Exactly reproduce each line of the listing that follows.

Excerpted records
• • •
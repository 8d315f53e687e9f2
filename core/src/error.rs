//! Launcher error types and utilities

use thiserror::Error;

/// Launcher-specific error types
#[derive(Error, Debug)]
pub enum LauncherError {
    /// No installed binary matches the requested name for the running
    /// platform/architecture. Fatal; a missing binary will not appear
    /// without external intervention.
    #[error("Resolution error: {0}")]
    Resolution(String),

    /// The OS refused to create the child process.
    #[error("Spawn error: {0}")]
    Spawn(String),

    /// A signal could not be delivered to the child.
    #[error("Signal error: {0}")]
    Signal(String),

    /// Waiting on the child's termination status failed.
    #[error("Wait error: {0}")]
    Wait(String),

    #[error("I/O error: {0}")]
    Io(#[from] std::io::Error),
}

impl LauncherError {
    /// Get error code for this error type
    pub fn code(&self) -> &'static str {
        match self {
            LauncherError::Resolution(_) => "BRUN001",
            LauncherError::Spawn(_) => "BRUN002",
            LauncherError::Signal(_) => "BRUN003",
            LauncherError::Wait(_) => "BRUN004",
            LauncherError::Io(_) => "BRUN005",
        }
    }
}

/// Launcher-specific result type
pub type Result<T> = std::result::Result<T, LauncherError>;
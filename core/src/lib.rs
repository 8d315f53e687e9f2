//! Core functionality for the binrun launcher
//!
//! This crate contains binary resolution, process spawning, signal relaying
//! and launch orchestration. The `binrun` binary is a thin shell around
//! [`launcher::launch`].

pub mod config;
pub mod error;
#[cfg(unix)]
pub mod launcher;
#[cfg(unix)]
pub mod process;
#[cfg(unix)]
pub mod relay;
pub mod resolve;

pub use config::LaunchConfig;
pub use error::{LauncherError, Result};
#[cfg(unix)]
pub use launcher::{launch, LaunchRequest, ABNORMAL_EXIT_CODE};
pub use resolve::{Resolver, Target};

/// Core utilities and helper functions
pub mod utils {
    use tracing::debug;

    /// Initialize tracing for the launcher.
    ///
    /// Logs go to stderr only; stdout belongs to the launched child. The
    /// default filter keeps the launcher silent unless `RUST_LOG` says
    /// otherwise.
    pub fn init_tracing(default_level: &str) -> crate::Result<()> {
        use tracing_subscriber::{fmt, EnvFilter};

        let filter =
            EnvFilter::try_from_default_env().unwrap_or_else(|_| EnvFilter::new(default_level));

        fmt()
            .with_env_filter(filter)
            .with_writer(std::io::stderr)
            .try_init()
            .map_err(|e| crate::LauncherError::Io(std::io::Error::other(e.to_string())))?;

        debug!("Tracing initialized with default level: {}", default_level);
        Ok(())
    }
}
//! binrun launcher library
//!
//! Invocation derivation and error types for the `binrun` binary. The actual
//! resolve/spawn/relay machinery lives in `binrun-core`.

pub mod error;
pub mod invocation;

pub use error::{CliError, Result};
pub use invocation::{Invocation, ENV_BIN_NAME};
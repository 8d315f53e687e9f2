//! Launcher configuration
//!
//! The launcher is configured entirely through the environment so the
//! forwarded command line stays untouched. `BINRUN_PATH` overrides where
//! binary packages are searched for; `BINRUN_PKG_PREFIX` mirrors the
//! package-name prefix an installation may put in front of every binary
//! package directory.

use std::env;
use std::path::PathBuf;

/// Environment variable holding a path-separated list of search roots.
pub const ENV_SEARCH_PATH: &str = "BINRUN_PATH";
/// Environment variable holding the binary package name prefix.
pub const ENV_PKG_PREFIX: &str = "BINRUN_PKG_PREFIX";

/// Where and how to look for installed binary packages.
#[derive(Debug, Clone, PartialEq, Eq)]
pub struct LaunchConfig {
    /// Directories that may contain `{prefix}{name}-{platform}-{arch}` packages
    pub search_roots: Vec<PathBuf>,
    /// Prefix prepended to every binary package directory name
    pub package_prefix: String,
}

impl LaunchConfig {
    /// Build a configuration from the process environment.
    ///
    /// When `BINRUN_PATH` is unset, the search roots default to the directory
    /// containing the launcher executable and its parent, which covers the
    /// common install layout where binary packages sit next to the launcher.
    pub fn from_env() -> Self {
        let search_roots = match env::var_os(ENV_SEARCH_PATH) {
            Some(paths) => env::split_paths(&paths).collect(),
            None => default_search_roots(),
        };
        let package_prefix = env::var(ENV_PKG_PREFIX).unwrap_or_default();
        Self {
            search_roots,
            package_prefix,
        }
    }

    /// Build a configuration with explicit roots (used by tests and embedders).
    pub fn with_roots(search_roots: Vec<PathBuf>, package_prefix: impl Into<String>) -> Self {
        Self {
            search_roots,
            package_prefix: package_prefix.into(),
        }
    }
}

fn default_search_roots() -> Vec<PathBuf> {
    let mut roots = Vec::new();
    if let Ok(exe) = env::current_exe() {
        if let Some(dir) = exe.parent() {
            roots.push(dir.to_path_buf());
            if let Some(parent) = dir.parent() {
                roots.push(parent.to_path_buf());
            }
        }
    }
    roots
}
• • •
Answer space
repository 8d315f53e687e9f2
filename core/src/error.rs
//! Launcher error types and utilities

use thiserror::Error;

/// Launcher-specific error types
#[derive(Error, Debug)]
pub enum LauncherError {
    /// No installed binary matches the requested name for the running
    /// platform/architecture. Fatal; a missing binary will not appear
    /// without external intervention.
    #[error("Resolution error: {0}")]
    Resolution(String),

    /// The OS refused to create the child process.
    #[error("Spawn error: {0}")]
    Spawn(String),

    /// A signal could not be delivered to the child.
    #[error("Signal error: {0}")]
    Signal(String),

    /// Waiting on the child's termination status failed.
    #[error("Wait error: {0}")]
    Wait(String),

    #[error("I/O error: {0}")]
    Io(#[from] std::io::Error),
}

impl LauncherError {
    /// Get error code for this error type
    pub fn code(&self) -> &'static str {
        match self {
            LauncherError::Resolution(_) => "BRUN001",
            LauncherError::Spawn(_) => "BRUN002",
            LauncherError::Signal(_) => "BRUN003",
            LauncherError::Wait(_) => "BRUN004",
            LauncherError::Io(_) => "BRUN005",
        }
    }
}

/// Launcher-specific result type
pub type Result<T> = std::result::Result<T, LauncherError>;
filename core/src/lib.rs
repository 8d315f53e687e9f2
//! Core functionality for the binrun launcher
//!
//! This crate contains binary resolution, process spawning, signal relaying
//! and launch orchestration. The `binrun` binary is a thin shell around
//! [`launcher::launch`].

pub mod config;
pub mod error;
#[cfg(unix)]
pub mod launcher;
#[cfg(unix)]
pub mod process;
#[cfg(unix)]
pub mod relay;
pub mod resolve;

pub use config::LaunchConfig;
pub use error::{LauncherError, Result};
#[cfg(unix)]
pub use launcher::{launch, LaunchRequest, ABNORMAL_EXIT_CODE};
pub use resolve::{Resolver, Target};

/// Core utilities and helper functions
pub mod utils {
    use tracing::debug;

    /// Initialize tracing for the launcher.
    ///
    /// Logs go to stderr only; stdout belongs to the launched child. The
    /// default filter keeps the launcher silent unless `RUST_LOG` says
    /// otherwise.
    pub fn init_tracing(default_level: &str) -> crate::Result<()> {
        use tracing_subscriber::{fmt, EnvFilter};

        let filter =
            EnvFilter::try_from_default_env().unwrap_or_else(|_| EnvFilter::new(default_level));

        fmt()
            .with_env_filter(filter)
            .with_writer(std::io::stderr)
            .try_init()
            .map_err(|e| crate::LauncherError::Io(std::io::Error::other(e.to_string())))?;

        debug!("Tracing initialized with default level: {}", default_level);
        Ok(())
    }
}
//! binrun launcher library
//!
//! Invocation derivation and error types for the `binrun` binary. The actual
//! resolve/spawn/relay machinery lives in `binrun-core`.

pub mod error;
pub mod invocation;

pub use error::{CliError, Result};
pub use invocation::{Invocation, ENV_BIN_NAME};
repository 8d315f53e687e9f2
//! Launcher configuration
//!
//! The launcher is configured entirely through the environment so the
//! forwarded command line stays untouched. `BINRUN_PATH` overrides where
//! binary packages are searched for; `BINRUN_PKG_PREFIX` mirrors the
//! package-name prefix an installation may put in front of every binary
//! package directory.

use std::env;
use std::path::PathBuf;

/// Environment variable holding a path-separated list of search roots.
pub const ENV_SEARCH_PATH: &str = "BINRUN_PATH";
/// Environment variable holding the binary package name prefix.
pub const ENV_PKG_PREFIX: &str = "BINRUN_PKG_PREFIX";

/// Where and how to look for installed binary packages.
#[derive(Debug, Clone, PartialEq, Eq)]
pub struct LaunchConfig {
    /// Directories that may contain `{prefix}{name}-{platform}-{arch}` packages
    pub search_roots: Vec<PathBuf>,
    /// Prefix prepended to every binary package directory name
    pub package_prefix: String,
}

impl LaunchConfig {
    /// Build a configuration from the process environment.
    ///
    /// When `BINRUN_PATH` is unset, the search roots default to the directory
    /// containing the launcher executable and its parent, which covers the
    /// common install layout where binary packages sit next to the launcher.
    pub fn from_env() -> Self {
        let search_roots = match env::var_os(ENV_SEARCH_PATH) {
            Some(paths) => env::split_paths(&paths).collect(),
            None => default_search_roots(),
        };
        let package_prefix = env::var(ENV_PKG_PREFIX).unwrap_or_default();
        Self {
            search_roots,
            package_prefix,
        }
    }

    /// Build a configuration with explicit roots (used by tests and embedders).
    pub fn with_roots(search_roots: Vec<PathBuf>, package_prefix: impl Into<String>) -> Self {
        Self {
            search_roots,
            package_prefix: package_prefix.into(),
        }
    }
}

fn default_search_roots() -> Vec<PathBuf> {
    let mut roots = Vec::new();
    if let Ok(exe) = env::current_exe() {
        if let Some(dir) = exe.parent() {
            roots.push(dir.to_path_buf());
            if let Some(parent) = dir.parent() {
                roots.push(parent.to_path_buf());
            }
        }
    }
    roots
}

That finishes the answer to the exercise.